Is The Federal Reserve Out Of Control? Markets Across The Globe Brace For Impact As The Federal Reserve Powers Up The Printing Presses

Even though the U.S. economy is still in pretty decent shape at this point (for the moment at least), the Federal Reserve still seems obsessed with trying to stimulate it.

In the past, the Federal Reserve would just cut interest rates whenever the economy needed a bit of a boost, but at this point the Fed has cut rates to nearly zero. There just isn't any more room to cut rates.

So what else can the Federal Reserve do?

Well, it can create money out of thin air and use it to buy U.S. Treasuries, mortgage-backed securities and other assets. This is known as quantitative easing, and many analysts fear that it is quickly becoming more than just an emergency measure.
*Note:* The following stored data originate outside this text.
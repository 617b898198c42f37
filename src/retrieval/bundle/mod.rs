//! On-disk bundle holding a [`FlatIndex`] and its [`MetadataTable`] as one unit.
//!
//! Layout (little-endian):
//!
//! ```text
//! magic      4 bytes   "MDRB"
//! version    u16
//! metric     u8        0 = squared_euclidean, 1 = cosine
//! reserved   u8
//! dimension  u32
//! count      u64
//! vectors    count * dimension f32, row-major
//! meta_len   u64
//! metadata   JSON {"doc": [..], "table": [..], "column": [..]}
//! checksum   u64       xxh3-64 of every preceding byte
//! ```


use serde::{Deserialize, Serialize};
use std::fs::{self, File};
use std::io::{self, Read, Write};
use std::path::Path;
use tempfile::NamedTempFile;
use tracing::{debug, info};
use xxhash_rust::xxh3::xxh3_64;

use super::distance::DistanceMetric;
use super::error::{Result, RetrievalError};
use super::index::FlatIndex;
use super::metadata::MetadataTable;

const MAGIC: [u8; 4] = *b"MDRB";
pub const FORMAT_VERSION: u16 = 1;
const HEADER_LEN: usize = 20;
const CHECKSUM_LEN: usize = 8;

/// Header fields of a bundle, readable without decoding the payload.
#[derive(Debug, Clone, Copy, PartialEq, Eq)]
pub struct BundleInfo {
    pub version: u16,
    pub metric: DistanceMetric,
    pub dimension: usize,
    pub count: usize,
}

#[derive(Serialize)]
struct ColumnsRef<'a> {
    doc: Vec<&'a str>,
    table: Vec<&'a str>,
    column: Vec<&'a str>,
}

#[derive(Deserialize)]
struct Columns {
    doc: Vec<String>,
    table: Vec<String>,
    column: Vec<String>,
}

/// Write `index` and `table` to `destination` as a single bundle.
///
/// The bytes go to a temporary file next to the destination which is then
/// renamed over it, so readers see either the previous bundle or the new one.
#[inline]
pub fn save(index: &FlatIndex, table: &MetadataTable, destination: &Path) -> Result<()> {
    if index.len() != table.len() {
        return Err(RetrievalError::Alignment {
            vectors: index.len(),
            rows: table.len(),
        });
    }

    let columns = ColumnsRef {
        doc: table.docs().collect(),
        table: table.tables().collect(),
        column: table.columns().collect(),
    };
    let bytes = encode_parts(index.metric(), index.dimension(), index.as_slice(), &columns)?;

    let dir = match destination.parent() {
        Some(parent) if !parent.as_os_str().is_empty() => parent,
        _ => Path::new("."),
    };
    fs::create_dir_all(dir)?;

    let mut file = NamedTempFile::new_in(dir)?;
    file.write_all(&bytes)?;
    file.as_file().sync_all()?;
    file.persist(destination).map_err(|e| e.error)?;

    info!(
        "Saved bundle with {} vectors ({} bytes) to {}",
        index.len(),
        bytes.len(),
        destination.display()
    );
    Ok(())
}

/// Read a bundle back into an index and its metadata table.
#[inline]
pub fn load(source: &Path) -> Result<(FlatIndex, MetadataTable)> {
    let bytes = match fs::read(source) {
        Ok(bytes) => bytes,
        Err(e) if e.kind() == io::ErrorKind::NotFound => {
            return Err(RetrievalError::BundleNotFound {
                path: source.to_path_buf(),
            });
        }
        Err(e) => return Err(e.into()),
    };

    let (index, table) = decode(&bytes).map_err(|reason| RetrievalError::corrupt(source, reason))?;
    info!(
        "Loaded bundle with {} vectors ({} dimensions) from {}",
        index.len(),
        index.dimension(),
        source.display()
    );
    Ok((index, table))
}

/// Read and validate only the header of a bundle.
#[inline]
pub fn inspect(source: &Path) -> Result<BundleInfo> {
    let mut file = match File::open(source) {
        Ok(file) => file,
        Err(e) if e.kind() == io::ErrorKind::NotFound => {
            return Err(RetrievalError::BundleNotFound {
                path: source.to_path_buf(),
            });
        }
        Err(e) => return Err(e.into()),
    };

    let mut header = [0u8; HEADER_LEN];
    match file.read_exact(&mut header) {
        Ok(()) => {}
        Err(e) if e.kind() == io::ErrorKind::UnexpectedEof => {
            return Err(RetrievalError::corrupt(source, "file is shorter than the header"));
        }
        Err(e) => return Err(e.into()),
    }

    parse_header(&mut Reader::new(&header)).map_err(|reason| RetrievalError::corrupt(source, reason))
}

fn encode_parts(
    metric: DistanceMetric,
    dimension: usize,
    vectors: &[f32],
    columns: &ColumnsRef<'_>,
) -> Result<Vec<u8>> {
    let dimension_field = u32::try_from(dimension).map_err(|_| {
        io::Error::new(
            io::ErrorKind::InvalidInput,
            format!("dimension {} exceeds the bundle format limit", dimension),
        )
    })?;
    let count = if dimension == 0 { 0 } else { vectors.len() / dimension };
    let metadata = serde_json::to_vec(columns).map_err(io::Error::from)?;

    let mut buf = Vec::with_capacity(
        HEADER_LEN + vectors.len() * 4 + 8 + metadata.len() + CHECKSUM_LEN,
    );
    buf.extend_from_slice(&MAGIC);
    buf.extend_from_slice(&FORMAT_VERSION.to_le_bytes());
    buf.push(metric.code());
    buf.push(0);
    buf.extend_from_slice(&dimension_field.to_le_bytes());
    buf.extend_from_slice(&(count as u64).to_le_bytes());
    for value in vectors {
        buf.extend_from_slice(&value.to_le_bytes());
    }
    buf.extend_from_slice(&(metadata.len() as u64).to_le_bytes());
    buf.extend_from_slice(&metadata);

    let checksum = xxh3_64(&buf);
    buf.extend_from_slice(&checksum.to_le_bytes());

    debug!("Encoded bundle: {} vectors, {} bytes", count, buf.len());
    Ok(buf)
}

fn decode(bytes: &[u8]) -> Result<(FlatIndex, MetadataTable), String> {
    if bytes.len() < HEADER_LEN + CHECKSUM_LEN {
        return Err(format!("file is too short ({} bytes)", bytes.len()));
    }

    let (body, trailer) = bytes.split_at(bytes.len() - CHECKSUM_LEN);
    let mut reader = Reader::new(body);
    let info = parse_header(&mut reader)?;

    let mut stored = [0u8; CHECKSUM_LEN];
    stored.copy_from_slice(trailer);
    let stored = u64::from_le_bytes(stored);
    let computed = xxh3_64(body);
    if stored != computed {
        return Err(format!(
            "checksum mismatch: stored {:016x}, computed {:016x}",
            stored, computed
        ));
    }

    let floats = info
        .count
        .checked_mul(info.dimension)
        .ok_or("vector block size overflows")?;
    let block = reader.take(floats.checked_mul(4).ok_or("vector block size overflows")?)?;
    let data: Vec<f32> = block
        .chunks_exact(4)
        .map(|c| f32::from_le_bytes([c[0], c[1], c[2], c[3]]))
        .collect();
    if let Some(offset) = data.iter().position(|x| !x.is_finite()) {
        return Err(format!(
            "non-finite component in vector {}",
            offset / info.dimension
        ));
    }

    let meta_len = usize::try_from(reader.u64()?).map_err(|_| "metadata length overflows")?;
    let metadata = reader.take(meta_len)?;
    if reader.remaining() != 0 {
        return Err(format!("{} unexpected trailing bytes", reader.remaining()));
    }

    let columns: Columns =
        serde_json::from_slice(metadata).map_err(|e| format!("invalid metadata block: {}", e))?;
    let table = MetadataTable::from_columns(columns.doc, columns.table, columns.column)?;

    if table.len() != info.count {
        return Err(format!(
            "vector count {} does not match metadata row count {}",
            info.count,
            table.len()
        ));
    }

    let index = FlatIndex::from_raw(info.dimension, info.metric, data);
    Ok((index, table))
}

fn parse_header(reader: &mut Reader<'_>) -> Result<BundleInfo, String> {
    if reader.take(MAGIC.len())? != MAGIC {
        return Err("not a metadata bundle (bad magic)".to_string());
    }

    let version = reader.u16()?;
    if version != FORMAT_VERSION {
        return Err(format!(
            "unsupported format version {} (expected {})",
            version, FORMAT_VERSION
        ));
    }

    let code = reader.u8()?;
    let metric =
        DistanceMetric::from_code(code).ok_or_else(|| format!("unknown metric code {}", code))?;
    let _reserved = reader.u8()?;

    let dimension = reader.u32()? as usize;
    if dimension == 0 {
        return Err("dimension is zero".to_string());
    }
    let count = usize::try_from(reader.u64()?).map_err(|_| "vector count overflows")?;

    Ok(BundleInfo {
        version,
        metric,
        dimension,
        count,
    })
}

struct Reader<'a> {
    buf: &'a [u8],
    pos: usize,
}

impl<'a> Reader<'a> {
    fn new(buf: &'a [u8]) -> Self {
        Self { buf, pos: 0 }
    }

    fn take(&mut self, n: usize) -> Result<&'a [u8], String> {
        let end = self
            .pos
            .checked_add(n)
            .filter(|end| *end <= self.buf.len())
            .ok_or_else(|| format!("truncated: needed {} bytes at offset {}", n, self.pos))?;
        let slice = &self.buf[self.pos..end];
        self.pos = end;
        Ok(slice)
    }

    fn remaining(&self) -> usize {
        self.buf.len() - self.pos
    }

    fn u8(&mut self) -> Result<u8, String> {
        Ok(self.take(1)?[0])
    }

    fn u16(&mut self) -> Result<u16, String> {
        let b = self.take(2)?;
        Ok(u16::from_le_bytes([b[0], b[1]]))
    }

    fn u32(&mut self) -> Result<u32, String> {
        let b = self.take(4)?;
        Ok(u32::from_le_bytes([b[0], b[1], b[2], b[3]]))
    }

    fn u64(&mut self) -> Result<u64, String> {
        let mut out = [0u8; 8];
        out.copy_from_slice(self.take(8)?);
        Ok(u64::from_le_bytes(out))
    }
}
Back in March 2009, the Federal Reserve announced that it would purchase $1.7 trillion worth of U.S. Treasuries and mortgage-backed securities over the next 6 to 9 months. That was the first round of quantitative easing and Fed officials believe that it helped the U.S. economy avoid an even worse downturn.

But now Federal Reserve officials are talking about making quantitative easing a regular thing. An article in the Wall Street Journal recently described the current thinking inside the Fed....

Rather than announce massive bond purchases with a finite end, as they did in 2009 to shock the U.S. financial system back to life, Fed officials are weighing a more open-ended, smaller-scale program that they could adjust as the recovery unfolds.

Quantitative easing that is open-ended?

What kind of insanity is this?

Is quantitative easing going to become a permanent part of our financial system?

And what does "smaller-scale" actually mean?

Well, according to James Bullard, the president of the St. Louis Federal Reserve Bank, "small-scale" is actually pretty darn large. According to the Wall Street Journal, a "small-scale" quantitative easing program would be somewhere in the neighborhood of $100 billion a month....

Under a small-scale approach, Mr. Bullard says, the Fed might announce some still-undecided target for bond buying—say $100 billion or less per month. It would then make a judgment at each meeting whether continued action was needed.

If the Fed injected $100 billion a month into the economy through quantitative easing, that would mean that by the end of the year over 1 trillion dollars would have been created.

That does not sound like "small-scale" to me.

In fact, if the Federal Reserve purchased $1 trillion in U.S. Treasuries next year that would be an amount nearly equal to the total amount of new debt that the U.S. government plans to issue during the year.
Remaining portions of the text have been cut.